Winifred Bryher
Novelist, poet, film critic, and memoirist Winifred Bryher was born in Margate, England. The eldest child and only daughter of Hannah Glover and shipping magnate Sir John Ellerman, she traveled widely and frequently visited her favorite island, located among the Isles of Scilly off the southwestern coast of England; she would later take the island’s name, Bryher, as her legal surname and pen name. Bryher is the author of more than 20 books, including The Heart to Artemis: A Writer’s Memoir (Harcourt, Brace, and World, 1962), the novel The Player’s Boy (Pantheon Books, 1953), the critical text Film Problems of Soviet Russia (Riant Chateau, 1929), and her poetry collection Region of Lutany (Chapman & Hall, 1914).
Bryher is well-known as Hilda Doolittle’s partner of around 40 years; Doolittle is better known by her pen name, H.D. Bryher had memorized H.D.’s poems before requesting a meeting with the poet in July of 1918, which led to an invitation to tea and the beginning of a creative and romantic relationship. The two cohabitated and often traveled through Europe together. Bryher adopted H.D.’s daughter, Perdita, and named her as her heir.

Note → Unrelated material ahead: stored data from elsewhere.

//! Uniswap exchange feed module
//!
//! Polls pair prices from the Uniswap v2 subgraph over GraphQL.

pub mod adapter;
pub mod config;
pub mod types;

pub use adapter::UniswapFeed;
pub use config::{UniswapConfig, EXCHANGE_ID};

Bryher used her wealth to fund the lives and projects of several artists and writers of the modernist era, including William Carlos Williams’s Contact Press, which he cofounded with Bryher’s first husband Robert McAlmon; Sylvia Beach’s bookshop, Shakespeare & Company; Edith Sitwell; and Elsa von Freytag-Loringhoven. With her second husband, Kenneth Macpherson, who was also a lover of H.D.’s, Bryher started POOL productions, which produced several avant-garde films, among which only Monkeys’ Moon (1929) and Borderline (1930), starring H.D., survive in their entirety.

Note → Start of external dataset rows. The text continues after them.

//! Uniswap Types
//!
//! GraphQL request/response shapes for the v2 subgraph `pairs` query.
//!
//! Pair record:
//!   { id, token0Price, token1Price, token0 { symbol }, token1 { symbol } }
//! `token0Price` is the price of token0 quoted in token1 (and vice versa).

use serde::{Deserialize, Serialize};

use crate::adapters::errors::{ExchangeError, ExchangeResult};
use crate::core::types::PriceUpdate;

use super::config::EXCHANGE_ID;

/// Paginated pairs query
pub const PAIRS_QUERY: &str = "query pairs($first: Int!, $skip: Int!) { \
    pairs(first: $first, skip: $skip) { \
        id token0Price token1Price token0 { symbol } token1 { symbol } \
    } \
}";

// =============================================================================
// Request
// =============================================================================

#[derive(Debug, Clone, Serialize)]
pub struct PairsVariables {
    pub first: usize,
    pub skip: usize,
}

#[derive(Debug, Clone, Serialize)]
pub struct GraphQlRequest {
    pub query: &'static str,
    pub variables: PairsVariables,
}

impl GraphQlRequest {
    pub fn pairs_page(first: usize, skip: usize) -> Self {
        Self {
            query: PAIRS_QUERY,
            variables: PairsVariables { first, skip },
        }
    }
}

// =============================================================================
// Response
// =============================================================================

/// Records stay as raw JSON so one malformed pair does not fail the page
#[derive(Debug, Clone, Deserialize)]
pub struct PairsData {
    pub pairs: Vec<serde_json::Value>,
}

#[derive(Debug, Clone, Deserialize)]
pub struct GraphQlError {
    pub message: String,
}

#[derive(Debug, Clone, Deserialize)]
pub struct GraphQlResponse {
    #[serde(default)]
    pub data: Option<PairsData>,
    #[serde(default)]
    pub errors: Option<Vec<GraphQlError>>,
}

impl GraphQlResponse {
    /// Pairs of this page, or the GraphQL errors as `InvalidResponse`
    pub fn into_pairs(self) -> ExchangeResult<Vec<serde_json::Value>> {
        if let Some(errors) = self.errors.filter(|e| !e.is_empty()) {
            let messages: Vec<String> = errors.into_iter().map(|e| e.message).collect();
            return Err(ExchangeError::InvalidResponse(format!(
                "GraphQL errors: {}",
                messages.join("; ")
            )));
        }

        self.data
            .map(|d| d.pairs)
            .ok_or_else(|| ExchangeError::InvalidResponse("GraphQL response without data".into()))
    }
}

#[derive(Debug, Clone, Deserialize)]
pub struct TokenRef {
    pub symbol: String,
}

#[derive(Debug, Clone, Deserialize)]
#[serde(rename_all = "camelCase")]
pub struct PairRecord {
    pub id: String,
    pub token0_price: String,
    pub token1_price: String,
    pub token0: TokenRef,
    pub token1: TokenRef,
}

impl PairRecord {
    /// `(token0.symbol, token0Price)` and `(token1.symbol, token1Price)`
    pub fn to_price_updates(&self) -> ExchangeResult<[PriceUpdate; 2]> {
        Ok([
            PriceUpdate::parse(EXCHANGE_ID, &self.token0.symbol, &self.token0_price)?,
            PriceUpdate::parse(EXCHANGE_ID, &self.token1.symbol, &self.token1_price)?,
        ])
    }
}

/// Best-effort id of a raw record, for logging
pub fn record_id(record: &serde_json::Value) -> &str {
    record.get("id").and_then(|v| v.as_str()).unwrap_or("<unknown>")
}

/// Decode one raw pair record into its two price updates
pub fn pair_updates(record: &serde_json::Value) -> ExchangeResult<[PriceUpdate; 2]> {
    let pair = PairRecord::deserialize(record).map_err(|e| {
        ExchangeError::InvalidResponse(format!("Invalid pair {}: {}", record_id(record), e))
    })?;
    pair.to_price_updates()
}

In the early 1930s, Bryher and Macpherson built Villa Kenwin in La Tour-de-Peliz, Switzerland. During World War II, Bryher used the funds from her inheritance and her well-situated home to provide safe passage to more than 100 Jewish refugees escaping the Nazi regime, with theorist and poet Walter Benjamin among them. Bryher, Macpherson, H.D., and Perdita all lived at Villa Kenwin at various points in time until it was only Bryher who remained, living and writing there until she died in 1983.